Official title: Safety and Efficacy Evaluation of Intravitreal Injection of GMP-compliant Bone Marrow Mesenchymal Stem Cell-derived Small Extracellular Vesicles in Patients With Retinitis Pigmentosa
Key Details
Gender
All
Age Range
18 Years - Any
Study Type
INTERVENTIONAL
Enrollment
15
Start Date
2024-05-23
Completion Date
2027-12-31
Last Updated
2025-05-15
Healthy Volunteers
No
Conditions
Interventions
GMP compliant-BM-MSC derived sEVs
The procedure will be performed under topical anesthesia (0.5% tetracaine hydrochloride ophthalmic solution). The intravitreal injection will be performed by the retina specialist. Topical antiseptic (5% povidone iodine solution) will be applied on the periorbital and ocular surface. Eyelid speculum will be inserted to expose the injection area. It will include an intravitreal injection at the superotemporal quadrant (right eye) and superonasal quadrant (left eye), 3.5 to 4 mm posterior to the limbus.
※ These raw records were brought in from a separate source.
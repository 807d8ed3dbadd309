use indoc::indoc;

use crate::Compiler;
use crate::config::CompileConfig;
use crate::diagnostics::DiagnosticKind;
use crate::ir::{
    BodyShape, Discriminator, Method, ParameterContent, ParameterIn, ParameterStyle,
    PrimitiveKind, StatusPattern, TypeKind,
};
use crate::router::Match;
use crate::test_utils::kinds;

fn compile_kinds(src: &str) -> Vec<DiagnosticKind> {
    kinds(&Compiler::compile_str(src, CompileConfig::default()))
}

const PETS: &str = indoc! {r##"
    openapi: 3.1.0
    info: {title: Petstore, version: "1"}
    paths:
      /pets:
        get:
          operationId: listPets
          tags: [pets]
          parameters:
            - name: limit
              in: query
              schema: {type: integer, maximum: 100}
          responses:
            "200":
              description: A page of pets.
              headers:
                X-Next:
                  schema: {type: string}
              content:
                application/json:
                  schema:
                    type: array
                    items: {$ref: "#/components/schemas/Pet"}
            default:
              description: Unexpected error.
        post:
          operationId: createPet
          x-ogen-operation-group: admin
          requestBody:
            required: true
            content:
              application/json:
                schema: {$ref: "#/components/schemas/Pet"}
          responses:
            "201": {description: Created.}
      /pets/{petId}:
        parameters:
          - name: petId
            in: path
            required: true
            schema: {type: string}
        get:
          operationId: showPetById
          responses:
            "200":
              description: The pet.
              content:
                application/json:
                  schema: {$ref: "#/components/schemas/Pet"}
    components:
      schemas:
        Pet:
          type: object
          required: [id, name]
          properties:
            id: {type: integer, format: int64}
            name: {type: string}
"##};

#[test]
fn petstore_operations() {
    let ir = Compiler::expect_valid(PETS);

    let names: Vec<(&str, Method)> = ir
        .operations
        .iter()
        .map(|o| (o.name.as_str(), o.method))
        .collect();
    assert_eq!(
        names,
        [
            ("ListPets", Method::Get),
            ("CreatePet", Method::Post),
            ("ShowPetById", Method::Get),
        ]
    );

    let list = ir.operation_by_name("ListPets").unwrap();
    assert_eq!(list.tags, ["pets"]);
    let limit = &list.params[0];
    assert_eq!(limit.name, "limit");
    assert_eq!(limit.target_name, "Limit");
    assert_eq!(limit.in_, ParameterIn::Query);
    assert_eq!(limit.style, ParameterStyle::Form);
    assert!(limit.explode);
    assert!(!limit.required);

    let statuses: Vec<StatusPattern> = list.responses.keys().copied().collect();
    assert_eq!(statuses, [StatusPattern::Exact(200), StatusPattern::Default]);
    let ok = &list.responses[&StatusPattern::Exact(200)];
    assert_eq!(ok.headers.len(), 1);
    assert_eq!(ok.headers[0].target_name, "XNext");
    let Some(BodyShape::Single(page)) = ok.shape else {
        panic!("expected a single content");
    };
    assert_eq!(ir.ty(page.id).name, "PetArray");
    assert!(list.responses[&StatusPattern::Default].shape.is_none());

    let create = ir.operation_by_name("CreatePet").unwrap();
    let body = create.request_body.as_ref().unwrap();
    assert!(body.required);
    assert_eq!(ir.ty(body.shape.ty().id).name, "Pet");
    assert_eq!(create.group.as_deref(), Some("admin"));
    assert_eq!(ir.groups.len(), 1);
    assert_eq!(ir.groups[0].name, "admin");

    let show = ir.operation_by_name("ShowPetById").unwrap();
    assert_eq!(show.path_params().count(), 1);
}

#[test]
fn petstore_routes() {
    let ir = Compiler::expect_valid(PETS);

    let Match::Found(route) = ir.find_route(Method::Get, "/pets/42") else {
        panic!("no route");
    };
    assert_eq!(ir.operation(route.operation).name, "ShowPetById");
    assert_eq!(route.arg("petId"), Some("42"));

    let Match::Found(route) = ir.find_route(Method::Post, "/pets") else {
        panic!("no route");
    };
    assert_eq!(ir.operation(route.operation).name, "CreatePet");

    assert_eq!(
        ir.find_route(Method::Delete, "/pets"),
        Match::MethodNotAllowed {
            allow: vec![Method::Get, Method::Post]
        }
    );
    assert_eq!(ir.find_route(Method::Get, "/owners"), Match::NotFound);
}

#[test]
fn same_shape_routes_conflict() {
    let src = indoc! {r#"
        openapi: 3.1.0
        info: {title: t, version: "1"}
        paths:
          /pets/{id}:
            get:
              parameters:
                - {name: id, in: path, required: true, schema: {type: string}}
              responses: {}
          /pets/{name}:
            get:
              parameters:
                - {name: name, in: path, required: true, schema: {type: string}}
              responses: {}
    "#};
    assert_eq!(compile_kinds(src), [DiagnosticKind::RouteConflict]);

    let diagnostics = Compiler::expect_invalid(src);
    assert!(diagnostics.contains("GET /pets/{}"));
    assert!(diagnostics.contains("first defined here"));
}

#[test]
fn downgraded_conflict_drops_operation() {
    let config = CompileConfig::default().with_downgrade(DiagnosticKind::RouteConflict);
    let compilation = Compiler::compile_str(
        indoc! {r#"
            openapi: 3.1.0
            info: {title: t, version: "1"}
            paths:
              /pets/{id}:
                get:
                  operationId: byId
                  parameters:
                    - {name: id, in: path, required: true, schema: {type: string}}
                  responses: {}
              /pets/{name}:
                get:
                  operationId: byName
                  parameters:
                    - {name: name, in: path, required: true, schema: {type: string}}
                  responses: {}
        "#},
        config,
    );

    assert!(compilation.is_success());
    assert_eq!(kinds(&compilation), [DiagnosticKind::RouteConflict]);
    assert_eq!(compilation.diagnostics.warning_count(), 1);
    let ir = compilation.ir.unwrap();
    let names: Vec<&str> = ir.operations.iter().map(|o| o.name.as_str()).collect();
    assert_eq!(names, ["ById"]);
    assert_eq!(ir.router.len(), 1);
}

#[test]
fn missing_path_parameter() {
    let src = indoc! {r#"
        openapi: 3.1.0
        info: {title: t, version: "1"}
        paths:
          /pets/{id}:
            get:
              responses: {}
    "#};
    assert_eq!(compile_kinds(src), [DiagnosticKind::PathParameterMissing]);
    assert!(Compiler::expect_invalid(src).contains("declare `id` with `in: path`"));
}

#[test]
fn undeclared_template_parameter() {
    assert_eq!(
        compile_kinds(indoc! {r#"
            openapi: 3.1.0
            info: {title: t, version: "1"}
            paths:
              /pets:
                get:
                  parameters:
                    - {name: id, in: path, required: true, schema: {type: string}}
                  responses: {}
        "#}),
        [DiagnosticKind::UnknownPathParameter]
    );
}

#[test]
fn optional_path_parameter() {
    let diagnostics = Compiler::expect_invalid(indoc! {r#"
        openapi: 3.1.0
        info: {title: t, version: "1"}
        paths:
          /pets/{id}:
            get:
              parameters:
                - {name: id, in: path, schema: {type: string}}
              responses: {}
    "#});
    assert!(diagnostics.contains("path parameter `id` must be required"));
}

#[test]
fn invalid_path_template() {
    assert_eq!(
        compile_kinds(indoc! {r#"
            openapi: 3.1.0
            info: {title: t, version: "1"}
            paths:
              "/pets/{id":
                get:
                  responses: {}
        "#}),
        [DiagnosticKind::InvalidPathTemplate]
    );
}

#[test]
fn duplicate_operation_id() {
    assert_eq!(
        compile_kinds(indoc! {r#"
            openapi: 3.1.0
            info: {title: t, version: "1"}
            paths:
              /a:
                get:
                  operationId: fetch
                  responses: {}
              /b:
                get:
                  operationId: fetch
                  responses: {}
        "#}),
        [DiagnosticKind::DuplicateOperationName]
    );
}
A 30-gauge needle will be used to deliver a 0.05 to 0.1 ml sEV suspension into the vitreous cavity. Indirect ophthalmoscopy will be performed immediately after the procedure to ensure no occlusion of the central retinal artery. The eye will be rinsed thoroughly by normal saline to wash out remaining antiseptic. The total duration for an intravitreal injection will be approximately 30 minutes.
Locations (1)
Siriraj Hospital
Bangkok Noi, Bangkok, Thailand